Miguel Mariano selló su destino. El 23 de diciembre de 1936, a siete meses de haber tomado posesión de la Presidencia, la Cámara de Representantes lo acusaba ante el Senado de coaccionar el libre funcionamiento del Poder Legislativo, y el Senado, constituido en tribunal de justicia y presidido por el titular del Supremo, lo sometía a juicio el 24.
El senador por Las Villas Antonio Martínez Fraga, espirituano como Miguel Mariano, acusó al Presidente. El doctor José Manuel Gutiérrez, senador por Matanzas, pronunció un documentado discurso en su defensa. Dijo: «La falsa acusación al Señor Presidente de la República no es la determinación espontánea de la voluntad libérrima de los representantes que integran este cuerpo, sino la resultante de la apariencia de legalidad con que pretende revestirse un golpe militar fraguado en los cuarteles». De 34 senadores presentes, 22 votaron en contra de Miguel Mariano y los otros, resistiendo las presiones de oficiales y soldados apostados en los pasillos del Capitolio, salvaron su responsabilidad.

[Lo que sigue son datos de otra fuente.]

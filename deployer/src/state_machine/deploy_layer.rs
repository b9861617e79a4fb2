//! A tracing [`Layer`] that captures device-deployment state transitions
//! the same way the teacher's deploy layer captures build-state
//! transitions: annotated spans carry `device_id`/`status` fields, and
//! every `#[instrument]`-annotated state-transition function in
//! [`super::StateMachine`] becomes a recorded [`Log`] without needing a
//! persistence handle threaded through the call chain.
//!
//! **Warning**: don't log sensitive info in functions carrying these
//! annotations — everything logged inside the span is captured.

use chrono::{DateTime, Utc};
use fleet_common::log::{Level, Log as WireLog, LogKind};
use serde_json::json;
use tracing::{field::Visit, span, Metadata, Subscriber};
use tracing_subscriber::Layer;
use uuid::Uuid;

/// Records state-transition and event logs for a device-deployment.
pub trait LogRecorder {
    fn record(&self, log: Log);
}

#[derive(Debug, PartialEq)]
pub struct Log {
    pub device_deployment_id: Uuid,
    pub status: String,
    pub level: Level,
    pub timestamp: DateTime<Utc>,
    pub file: Option<String>,
    pub line: Option<u32>,
    pub fields: serde_json::Value,
    pub kind: LogKind,
}

impl From<Log> for WireLog {
    fn from(log: Log) -> Self {
        Self {
            device_deployment_id: log.device_deployment_id,
            timestamp: log.timestamp,
            status: log.status,
            level: log.level,
            file: log.file,
            line: log.line,
            fields: log.fields,
            kind: log.kind,
        }
    }
}

pub struct DeployLayer<R>
where
    R: LogRecorder + Send + Sync,
{
    recorder: R,
}

impl<R> DeployLayer<R>
where
    R: LogRecorder + Send + Sync,
{
    pub fn new(recorder: R) -> Self {
        Self { recorder }
    }
}

impl<R, S> Layer<S> for DeployLayer<R>
where
    S: Subscriber + for<'lookup> tracing_subscriber::registry::LookupSpan<'lookup>,
    R: LogRecorder + Send + Sync + 'static,
{
    fn on_event(&self, event: &tracing::Event<'_>, ctx: tracing_subscriber::layer::Context<'_, S>) {
        let Some(scope) = ctx.event_scope(event) else {
            return;
        };

        for span in scope.from_root() {
            let extensions = span.extensions();
            if let Some(details) = extensions.get::<ScopeDetails>() {
                let mut visitor = JsonVisitor::default();
                event.record(&mut visitor);
                let metadata = event.metadata();

                self.recorder.record(Log {
                    device_deployment_id: details.device_deployment_id,
                    status: details.status.clone(),
                    level: metadata.level().into(),
                    timestamp: Utc::now(),
                    file: metadata.file().map(str::to_string),
                    line: metadata.line(),
                    fields: serde_json::Value::Object(visitor.0),
                    kind: LogKind::Event,
                });
                break;
            }
        }
    }

    fn on_new_span(
        &self,
        attrs: &span::Attributes<'_>,
        id: &span::Id,
        ctx: tracing_subscriber::layer::Context<'_, S>,
    ) {
        if !NewStateVisitor::is_valid(attrs.metadata()) {
            return;
        }

        let mut visitor = NewStateVisitor::default();
        attrs.record(&mut visitor);
        let details = visitor.details;

        let span = ctx.span(id).unwrap();
        let mut extensions = span.extensions_mut();
        let metadata = span.metadata();

        self.recorder.record(Log {
            device_deployment_id: details.device_deployment_id,
            status: details.status.clone(),
            level: metadata.level().into(),
            timestamp: Utc::now(),
            file: metadata.file().map(str::to_string),
            line: metadata.line(),
            fields: Default::default(),
            kind: LogKind::StateTransition,
        });

        extensions.insert::<ScopeDetails>(details);
    }
}

#[derive(Debug, Default)]
struct ScopeDetails {
    device_deployment_id: Uuid,
    status: String,
}

#[derive(Default)]
struct NewStateVisitor {
    details: ScopeDetails,
}

impl NewStateVisitor {
    const ID_IDENT: &'static str = "device_deployment_id";
    const STATUS_IDENT: &'static str = "status";

    fn is_valid(metadata: &Metadata) -> bool {
        metadata.is_span()
            && metadata.fields().field(Self::ID_IDENT).is_some()
            && metadata.fields().field(Self::STATUS_IDENT).is_some()
    }
}

impl Visit for NewStateVisitor {
    fn record_str(&mut self, field: &tracing::field::Field, value: &str) {
        if field.name() == Self::STATUS_IDENT {
            self.details.status = value.to_string();
        }
    }
    fn record_debug(&mut self, field: &tracing::field::Field, value: &dyn std::fmt::Debug) {
        if field.name() == Self::ID_IDENT {
            if let Ok(id) = format!("{value:?}").trim_matches('"').parse() {
                self.details.device_deployment_id = id;
            }
        } else if field.name() == Self::STATUS_IDENT {
            self.details.status = format!("{value:?}");
        }
    }
}

#[derive(Default)]
struct JsonVisitor(serde_json::Map<String, serde_json::Value>);

impl Visit for JsonVisitor {
    fn record_str(&mut self, field: &tracing::field::Field, value: &str) {
        self.0.insert(field.name().to_string(), json!(value));
    }
    fn record_bool(&mut self, field: &tracing::field::Field, value: bool) {
        self.0.insert(field.name().to_string(), json!(value));
    }
    fn record_u64(&mut self, field: &tracing::field::Field, value: u64) {
        self.0.insert(field.name().to_string(), json!(value));
    }
    fn record_i64(&mut self, field: &tracing::field::Field, value: i64) {
        self.0.insert(field.name().to_string(), json!(value));
    }
    fn record_f64(&mut self, field: &tracing::field::Field, value: f64) {
        self.0.insert(field.name().to_string(), json!(value));
    }
    fn record_error(&mut self, field: &tracing::field::Field, value: &(dyn std::error::Error + 'static)) {
        self.0.insert(field.name().to_string(), json!(value.to_string()));
    }
    fn record_debug(&mut self, field: &tracing::field::Field, value: &dyn std::fmt::Debug) {
        self.0.insert(field.name().to_string(), json!(format!("{value:?}")));
    }
}

#[cfg(test)]
mod tests {
    use std::sync::{Arc, Mutex};

    use tracing_subscriber::prelude::*;

    use super::{DeployLayer, Log, LogRecorder};

    struct RecorderMock {
        logs: Mutex<Vec<Log>>,
    }

    impl LogRecorder for Arc<RecorderMock> {
        fn record(&self, log: Log) {
            self.logs.lock().unwrap().push(log);
        }
    }

    #[test]
    fn state_span_is_captured() {
        let recorder = Arc::new(RecorderMock { logs: Mutex::new(Vec::new()) });
        let subscriber = tracing_subscriber::registry().with(DeployLayer::new(recorder.clone()));

        tracing::subscriber::with_default(subscriber, || {
            let id = uuid::Uuid::new_v4();
            let span = tracing::info_span!(
                "transition",
                device_deployment_id = tracing::field::debug(id),
                status = "downloading"
            );
            let _enter = span.enter();
            tracing::info!(note = "entered downloading");
        });

        let logs = recorder.logs.lock().unwrap();
        assert!(logs.iter().any(|l| l.status == "downloading"));
    }
}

Concluida la sesión y ya destituido Miguel Mariano, dos senadores comentaban que un tercero había visitado al Presidente la noche anterior en Palacio para garantizarle el voto de unos cuantos parlamentarios a cambio de cierta suma. Miguel Mariano le entregó el dinero sin que llegara a sospechar que el que se lo pedía votaría también en su contra. Un periodista, que había seguido el juicio, recordó a uno de los senadores presentes unas palabras de Wagner: «¡Qué miserable cosa es el arte sin la libertad!», a lo que el aludido respondió veloz: «Es que cortarle lascas al jamón tiene también su arte».